Mother-of-pearl, rosewood and silver, when the accordion becomes an object of art

by time news

Although the accordion is more and more often played by concert performers trained at the Conservatoire, like Théo Ould, in the running this year to obtain a Victory for Classical Music, it still remains, for many, an instrument from popular spheres, both musical and social. An untruth with regard to history, which saw him, in France, in the 1830s and 1840s, become the darling of young girls of the aristocracy, some of royal blood.

Rare are the testimonies of this golden age of the ” accordion (the name under which the invention was registered, in Vienna, in 1829), as precious in the decoration of the bellows (painted, like the covers of harpsichords in the past) as in the design of the keyboards (mother-of-pearl keys, rockers of harmony in silver) and the composition of the models (rosewood, palisander, tortoiseshell).

Very early passionate about the origins of the instrument that he himself transcended in all latitudes, Marcel Azzola (1927-2019) built up a collection of a richness to make any museum green with envy. . A small part of this set of more than two hundred pieces covering approximately one hundred and fifty years of European violin making is the subject of an exhibition in Villennes-sur-Seine (Yvelines), before traveling around France.

Concertina and harmonica

You can admire there the creations of Fourneaux and Reisner, which are on the accordion of the XIXe century what Pleyel and Erard are to the piano of the same period. The scenography, designed by Jean-Philippe Lajus, is fluid and engaging. The instruments reign there in an environment dedicated to them in a renewed light. Posters, captions with QR codes and even sound documents (to be listened to on old-fashioned record players) which allow the deceased collector to “lead the way” with his inimitable talent as a “Parisian” storyteller and to recount, between others, which earned him the famous exclamation “Heat up, Marcel! »launched by Jacques Brel during the recording of Vesoul.

One of the accordions from the Marcel Azzola collection, exhibited at the Salle Fordan, on January 6, 2023, in Villennes-sur-Seine (Yvelines).
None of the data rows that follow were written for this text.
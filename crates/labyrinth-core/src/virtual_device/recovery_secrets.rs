//! Escrow of the virtual device's secrets under the recovery-derived key.
//!
//! Four fields, each sealed independently with AES-256-GCM under the same
//! key, a fresh random nonce and a field-specific aad:
//!
//! | Field                     | AAD                                         |
//! |---------------------------|---------------------------------------------|
//! | epoch sequence id (ASCII) | `virtual_device:epoch_anon_id`              |
//! | epoch root key            | `virtual_device:epoch_root_key`             |
//! | device key (encoded)      | `virtual_device:virtual_device_private_key` |
//! | epoch storage key (enc.)  | `virtual_device:epoch_storage_key_priv`     |
//!
//! The aads keep a ciphertext from being swapped into another field.

use labyrinth_crypto::{CryptoError, aead, util::ascii_bytes};
use serde::{Deserialize, Serialize};
use zeroize::Zeroizing;

use crate::{
    codec::BytesCodec,
    env::Environment,
    epoch::{ROOT_KEY_LENGTH, SequenceId},
    error::{CodecError, LabyrinthError, RecoveryError},
    key_bundle::{CommonPrivateKeyBundle, CommonPublicKeyBundle, VirtualDeviceKeyBundle},
};

const EPOCH_SEQUENCE_ID_AAD: &str = "virtual_device:epoch_anon_id";
const EPOCH_ROOT_KEY_AAD: &str = "virtual_device:epoch_root_key";
const DEVICE_KEY_AAD: &str = "virtual_device:virtual_device_private_key";
const EPOCH_STORAGE_KEY_AAD: &str = "virtual_device:epoch_storage_key_priv";

/// Sealed virtual device secrets as stored by the server.
#[derive(Debug, Clone, PartialEq, Eq)]
pub struct EncryptedRecoverySecrets {
    /// Sealed decimal sequence id
    pub encrypted_epoch_sequence_id: Vec<u8>,
    /// Sealed root key
    pub encrypted_epoch_root_key: Vec<u8>,
    /// Sealed epoch storage private key
    pub encrypted_epoch_storage_key_priv: Vec<u8>,
    /// Sealed device private key
    pub encrypted_device_key_priv: Vec<u8>,
}

/// Plaintext recovered from the escrow.
pub struct RecoveredSecrets {
    /// Virtual device keys, checked against the server's public bundle
    pub key_bundle: VirtualDeviceKeyBundle,
    /// Sequence id of the escrowed epoch
    pub sequence_id: SequenceId,
    /// Root key of the escrowed epoch
    pub root_key: Zeroizing<[u8; ROOT_KEY_LENGTH]>,
}

impl EncryptedRecoverySecrets {
    /// Seal the virtual device's private keys and one epoch.
    ///
    /// # Errors
    ///
    /// - `InvalidKeyLength`: `decryption_key` is not an AES-256 key
    pub fn encrypt(
        decryption_key: &[u8],
        sequence_id: SequenceId,
        root_key: &[u8; ROOT_KEY_LENGTH],
        private: &CommonPrivateKeyBundle,
        codec: &impl BytesCodec,
        env: &impl Environment,
    ) -> Result<Self, CryptoError> {
        let seal = |aad: &str, plaintext: &[u8]| {
            aead::encrypt(decryption_key, &env.random_array(), &ascii_bytes(aad), plaintext)
        };

        let device_key = Zeroizing::new(codec.encode_private_key(&private.device_key));
        let epoch_storage_key = Zeroizing::new(codec.encode_private_key(&private.epoch_storage_key));

        Ok(Self {
            encrypted_epoch_sequence_id: seal(
                EPOCH_SEQUENCE_ID_AAD,
                &ascii_bytes(&sequence_id.to_string()),
            )?,
            encrypted_epoch_root_key: seal(EPOCH_ROOT_KEY_AAD, root_key)?,
            encrypted_device_key_priv: seal(DEVICE_KEY_AAD, device_key.as_bytes())?,
            encrypted_epoch_storage_key_priv: seal(
                EPOCH_STORAGE_KEY_AAD,
                epoch_storage_key.as_bytes(),
            )?,
        })
    }

    /// Open the escrow and check it against the public bundle the server
    /// vouches for.
    ///
    /// # Errors
    ///
    /// - `Crypto(DecryptionFailed)`: wrong key or tampered field
    /// - `Recovery(CorruptedRecoverySecrets)`: plaintext is malformed, or
    ///   the reconstructed public bundle differs from `expected`
    pub fn decrypt(
        &self,
        decryption_key: &[u8],
        expected: &CommonPublicKeyBundle,
        codec: &impl BytesCodec,
    ) -> Result<RecoveredSecrets, LabyrinthError> {
        let open = |aad: &str, ciphertext: &[u8]| {
            aead::decrypt(decryption_key, &ascii_bytes(aad), ciphertext).map(Zeroizing::new)
        };
        let corrupted = || LabyrinthError::from(RecoveryError::CorruptedRecoverySecrets);

        let sequence_id = open(EPOCH_SEQUENCE_ID_AAD, &self.encrypted_epoch_sequence_id)?;
        let sequence_id: SequenceId = std::str::from_utf8(&sequence_id)
            .map_err(|_| corrupted())?
            .parse()
            .map_err(|_| corrupted())?;

        let root_key = open(EPOCH_ROOT_KEY_AAD, &self.encrypted_epoch_root_key)?;
        let root_key: [u8; ROOT_KEY_LENGTH] =
            root_key.as_slice().try_into().map_err(|_| corrupted())?;

        let decode_key = |plaintext: &[u8]| {
            std::str::from_utf8(plaintext)
                .ok()
                .and_then(|encoded| codec.decode_private_key(encoded).ok())
                .ok_or_else(corrupted)
        };
        let device_key = decode_key(&open(DEVICE_KEY_AAD, &self.encrypted_device_key_priv)?)?;
        let epoch_storage_key =
            decode_key(&open(EPOCH_STORAGE_KEY_AAD, &self.encrypted_epoch_storage_key_priv)?)?;

        let key_bundle =
            VirtualDeviceKeyBundle::from_private(CommonPrivateKeyBundle { device_key, epoch_storage_key });

        // Device key, storage key signature and storage key must all match
        if &key_bundle.public != expected {
            return Err(corrupted());
        }

        Ok(RecoveredSecrets { key_bundle, sequence_id, root_key: Zeroizing::new(root_key) })
    }

    /// Wire form.
    pub fn serialize(&self, codec: &impl BytesCodec) -> EncryptedRecoverySecretsSerialized {
        EncryptedRecoverySecretsSerialized {
            encrypted_epoch_sequence_id: codec.encode(&self.encrypted_epoch_sequence_id),
            encrypted_epoch_root_key: codec.encode(&self.encrypted_epoch_root_key),
            encrypted_epoch_storage_key_priv: codec.encode(&self.encrypted_epoch_storage_key_priv),
            encrypted_device_key_priv: codec.encode(&self.encrypted_device_key_priv),
        }
    }

    /// Parse the wire form.
    pub fn deserialize(
        serialized: &EncryptedRecoverySecretsSerialized,
        codec: &impl BytesCodec,
    ) -> Result<Self, CodecError> {
        Ok(Self {
            encrypted_epoch_sequence_id: codec.decode(&serialized.encrypted_epoch_sequence_id)?,
            encrypted_epoch_root_key: codec.decode(&serialized.encrypted_epoch_root_key)?,
            encrypted_epoch_storage_key_priv: codec
                .decode(&serialized.encrypted_epoch_storage_key_priv)?,
            encrypted_device_key_priv: codec.decode(&serialized.encrypted_device_key_priv)?,
        })
    }
}

/// Wire form of [`EncryptedRecoverySecrets`].
#[derive(Debug, Clone, PartialEq, Eq, Serialize, Deserialize)]
#[serde(rename_all = "camelCase")]
pub struct EncryptedRecoverySecretsSerialized {
    /// Encoded sealed sequence id
    pub encrypted_epoch_sequence_id: String,
    /// Encoded sealed root key
    pub encrypted_epoch_root_key: String,
    /// Encoded sealed epoch storage key
    pub encrypted_epoch_storage_key_priv: String,
    /// Encoded sealed device key
    pub encrypted_device_key_priv: String,
}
Photographs, signed Aurélie Vandenweghe, also contribute to the extension of the route. Whether they are attached to a detail (the fold of a bellows ready to reveal its secrets) or whether they sketch a perspective (keys frozen in a strange attention-to-you), the images suggest that these “inanimate objects” do have a soul… and that the accordion was not born by chance during the romantic era.

From the concertina (the “clown accordion”) to the harmonica (a cylindrical example!), his parents have not been forgotten. All these instruments remained for a long time in the suitcases that Marcel Azzola put down in Villennes-sur-Seine, in 1985, without however ceasing to travel the world. Revealing them to the public not far from the cemetery where he rests has symbolic value. Especially since it is envisaged that the street where the great accordionist lived could soon bear his name.